Records supplied =
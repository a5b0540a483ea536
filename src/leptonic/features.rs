//! Classifier inputs of the lepton-pair channel.

use super::selection::{CleanedJets, DileptonSelection, LeptonPair};
use crate::constants::MISSING_OBJECT_DEFAULT;
use crate::event::{DiPhotonCandidate, Lepton};
use crate::features::FeatureMap;
use crate::kinematics::{delta_phi, delta_r};

fn into_map<const N: usize>(entries: [(&str, f64); N]) -> FeatureMap {
    entries
        .into_iter()
        .map(|(name, value)| (name.to_string(), value))
        .collect()
}

fn or_missing(lep: Option<&Lepton>, f: impl Fn(&Lepton) -> f64) -> f64 {
    lep.map_or(MISSING_OBJECT_DEFAULT, f)
}

/// STXS classifier inputs plus the `leptonType` spectator (11 or 13).
pub fn stxs_inputs(
    diphoton: &DiPhotonCandidate,
    pair: &LeptonPair,
    jets: &CleanedJets,
) -> FeatureMap {
    let pho1 = &diphoton.leading;
    let pho2 = &diphoton.subleading;
    let mass = diphoton.mass();
    let gg = diphoton.p4();
    let (lep1, lep2) = (&pair.first, &pair.second);
    let ll = pair.p4();

    let dr = |lep: &Lepton, eta: f64, phi: f64| delta_r(lep.eta(), lep.phi(), eta, phi);

    into_map([
        ("pho1_eta", pho1.eta()),
        ("pho2_eta", pho2.eta()),
        ("pho1_ptoM", pho1.pt() / mass),
        ("pho2_ptoM", pho2.pt() / mass),
        ("min_phoId", pho1.id_mva.min(pho2.id_mva)),
        ("max_phoId", pho1.id_mva.max(pho2.id_mva)),
        (
            "cosdphi_dipho",
            delta_phi(pho1.phi(), pho2.phi()).abs().cos(),
        ),
        ("lep1_pt", lep1.pt()),
        ("lep2_pt", lep2.pt()),
        ("lep1_eta", lep1.eta()),
        ("lep2_eta", lep2.eta()),
        ("dr_pho1_lep1", dr(lep1, pho1.eta(), pho1.phi())),
        ("dr_pho1_lep2", dr(lep2, pho1.eta(), pho1.phi())),
        ("dr_pho2_lep1", dr(lep1, pho2.eta(), pho2.phi())),
        ("dr_pho2_lep2", dr(lep2, pho2.eta(), pho2.phi())),
        ("dilep_mass", ll.mass()),
        ("cosdphi_dilep", delta_phi(lep1.phi(), lep2.phi()).abs().cos()),
        ("dphi_dipho_dilep", delta_phi(gg.phi(), ll.phi()).abs()),
        ("pt_balance", (gg.pt() - ll.pt()) / gg.pt()),
        ("njet", jets.indices.len() as f64),
        ("max_jet_pt", jets.max_pt),
        ("max_jet_dCSV", jets.max_btag),
        ("leptonType", f64::from(pair.flavor().pdg_id())),
    ])
}

/// Anomalous-coupling classifier inputs; absent leptons give [`MISSING_OBJECT_DEFAULT`].
pub fn ac_inputs(diphoton: &DiPhotonCandidate, leptons: &DileptonSelection) -> FeatureMap {
    let pho1 = &diphoton.leading;
    let pho2 = &diphoton.subleading;
    let mass = diphoton.mass();

    let mu = |i: usize| {
        leptons
            .muons
            .as_ref()
            .map(|p| if i == 0 { &p.first } else { &p.second })
    };
    let ele = |i: usize| {
        leptons
            .electrons
            .as_ref()
            .map(|p| if i == 0 { &p.first } else { &p.second })
    };
    let cos_phi = |phi: f64, lep: Option<&Lepton>| or_missing(lep, |l| delta_phi(phi, l.phi()).cos());
    let dr = |eta: f64, phi: f64, lep: Option<&Lepton>| {
        or_missing(lep, |l| delta_r(l.eta(), l.phi(), eta, phi))
    };

    into_map([
        ("cosPhiG1_Ele1", cos_phi(pho1.phi(), ele(0))),
        ("cosPhiG1_Ele2", cos_phi(pho1.phi(), ele(1))),
        ("cosPhiG1_Mu1", cos_phi(pho1.phi(), mu(0))),
        ("cosPhiG1_Mu2", cos_phi(pho1.phi(), mu(1))),
        ("cosPhiG2_Mu2", cos_phi(pho2.phi(), mu(1))),
        ("cosPhiGG", delta_phi(pho1.phi(), pho2.phi()).cos()),
        ("dR_Pho1Ele1_wh", dr(pho1.eta(), pho1.phi(), ele(0))),
        ("dR_Pho1Mu1_wh", dr(pho1.eta(), pho1.phi(), mu(0))),
        ("dR_Pho1Mu2_wh", dr(pho1.eta(), pho1.phi(), mu(1))),
        ("dR_Pho2Ele1_wh", dr(pho2.eta(), pho2.phi(), ele(0))),
        ("dR_Pho2Mu1_wh", dr(pho2.eta(), pho2.phi(), mu(0))),
        ("ele1_energy", or_missing(ele(0), |l| l.p4.e)),
        ("ele1_pt", or_missing(ele(0), |l| l.pt())),
        ("ele2_pt", or_missing(ele(1), |l| l.pt())),
        ("mu1_energy", or_missing(mu(0), |l| l.p4.e)),
        ("mu1_pt", or_missing(mu(0), |l| l.pt())),
        ("mu2_phi", or_missing(mu(1), |l| l.phi())),
        ("mu2_pt", or_missing(mu(1), |l| l.pt())),
        ("pho1_eta", pho1.eta()),
        ("pho1_ptOverMgg", pho1.pt() / mass),
        ("pho2_phi", pho2.phi()),
        ("pho2_ptOverMgg", pho2.pt() / mass),
    ])
}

Exercise prompt = Give a word-for-word copy of the records.

Exercise response =
repository a5b0540a483ea536
filename src/leptonic/features.rs
//! Classifier inputs of the lepton-pair channel.

use super::selection::{CleanedJets, DileptonSelection, LeptonPair};
use crate::constants::MISSING_OBJECT_DEFAULT;
use crate::event::{DiPhotonCandidate, Lepton};
use crate::features::FeatureMap;
use crate::kinematics::{delta_phi, delta_r};

fn into_map<const N: usize>(entries: [(&str, f64); N]) -> FeatureMap {
    entries
        .into_iter()
        .map(|(name, value)| (name.to_string(), value))
        .collect()
}

fn or_missing(lep: Option<&Lepton>, f: impl Fn(&Lepton) -> f64) -> f64 {
    lep.map_or(MISSING_OBJECT_DEFAULT, f)
}

/// STXS classifier inputs plus the `leptonType` spectator (11 or 13).
pub fn stxs_inputs(
    diphoton: &DiPhotonCandidate,
    pair: &LeptonPair,
    jets: &CleanedJets,
) -> FeatureMap {
    let pho1 = &diphoton.leading;
    let pho2 = &diphoton.subleading;
    let mass = diphoton.mass();
    let gg = diphoton.p4();
    let (lep1, lep2) = (&pair.first, &pair.second);
    let ll = pair.p4();

    let dr = |lep: &Lepton, eta: f64, phi: f64| delta_r(lep.eta(), lep.phi(), eta, phi);

    into_map([
        ("pho1_eta", pho1.eta()),
        ("pho2_eta", pho2.eta()),
        ("pho1_ptoM", pho1.pt() / mass),
        ("pho2_ptoM", pho2.pt() / mass),
        ("min_phoId", pho1.id_mva.min(pho2.id_mva)),
        ("max_phoId", pho1.id_mva.max(pho2.id_mva)),
        (
            "cosdphi_dipho",
            delta_phi(pho1.phi(), pho2.phi()).abs().cos(),
        ),
        ("lep1_pt", lep1.pt()),
        ("lep2_pt", lep2.pt()),
        ("lep1_eta", lep1.eta()),
        ("lep2_eta", lep2.eta()),
        ("dr_pho1_lep1", dr(lep1, pho1.eta(), pho1.phi())),
        ("dr_pho1_lep2", dr(lep2, pho1.eta(), pho1.phi())),
        ("dr_pho2_lep1", dr(lep1, pho2.eta(), pho2.phi())),
        ("dr_pho2_lep2", dr(lep2, pho2.eta(), pho2.phi())),
        ("dilep_mass", ll.mass()),
        ("cosdphi_dilep", delta_phi(lep1.phi(), lep2.phi()).abs().cos()),
        ("dphi_dipho_dilep", delta_phi(gg.phi(), ll.phi()).abs()),
        ("pt_balance", (gg.pt() - ll.pt()) / gg.pt()),
        ("njet", jets.indices.len() as f64),
        ("max_jet_pt", jets.max_pt),
        ("max_jet_dCSV", jets.max_btag),
        ("leptonType", f64::from(pair.flavor().pdg_id())),
    ])
}

/// Anomalous-coupling classifier inputs; absent leptons give [`MISSING_OBJECT_DEFAULT`].
pub fn ac_inputs(diphoton: &DiPhotonCandidate, leptons: &DileptonSelection) -> FeatureMap {
    let pho1 = &diphoton.leading;
    let pho2 = &diphoton.subleading;
    let mass = diphoton.mass();

    let mu = |i: usize| {
        leptons
            .muons
            .as_ref()
            .map(|p| if i == 0 { &p.first } else { &p.second })
    };
    let ele = |i: usize| {
        leptons
            .electrons
            .as_ref()
            .map(|p| if i == 0 { &p.first } else { &p.second })
    };
    let cos_phi = |phi: f64, lep: Option<&Lepton>| or_missing(lep, |l| delta_phi(phi, l.phi()).cos());
    let dr = |eta: f64, phi: f64, lep: Option<&Lepton>| {
        or_missing(lep, |l| delta_r(l.eta(), l.phi(), eta, phi))
    };

    into_map([
        ("cosPhiG1_Ele1", cos_phi(pho1.phi(), ele(0))),
        ("cosPhiG1_Ele2", cos_phi(pho1.phi(), ele(1))),
        ("cosPhiG1_Mu1", cos_phi(pho1.phi(), mu(0))),
        ("cosPhiG1_Mu2", cos_phi(pho1.phi(), mu(1))),
        ("cosPhiG2_Mu2", cos_phi(pho2.phi(), mu(1))),
        ("cosPhiGG", delta_phi(pho1.phi(), pho2.phi()).cos()),
        ("dR_Pho1Ele1_wh", dr(pho1.eta(), pho1.phi(), ele(0))),
        ("dR_Pho1Mu1_wh", dr(pho1.eta(), pho1.phi(), mu(0))),
        ("dR_Pho1Mu2_wh", dr(pho1.eta(), pho1.phi(), mu(1))),
        ("dR_Pho2Ele1_wh", dr(pho2.eta(), pho2.phi(), ele(0))),
        ("dR_Pho2Mu1_wh", dr(pho2.eta(), pho2.phi(), mu(0))),
        ("ele1_energy", or_missing(ele(0), |l| l.p4.e)),
        ("ele1_pt", or_missing(ele(0), |l| l.pt())),
        ("ele2_pt", or_missing(ele(1), |l| l.pt())),
        ("mu1_energy", or_missing(mu(0), |l| l.p4.e)),
        ("mu1_pt", or_missing(mu(0), |l| l.pt())),
        ("mu2_phi", or_missing(mu(1), |l| l.phi())),
        ("mu2_pt", or_missing(mu(1), |l| l.pt())),
        ("pho1_eta", pho1.eta()),
        ("pho1_ptOverMgg", pho1.pt() / mass),
        ("pho2_phi", pho2.phi()),
        ("pho2_ptOverMgg", pho2.pt() / mass),
    ])
}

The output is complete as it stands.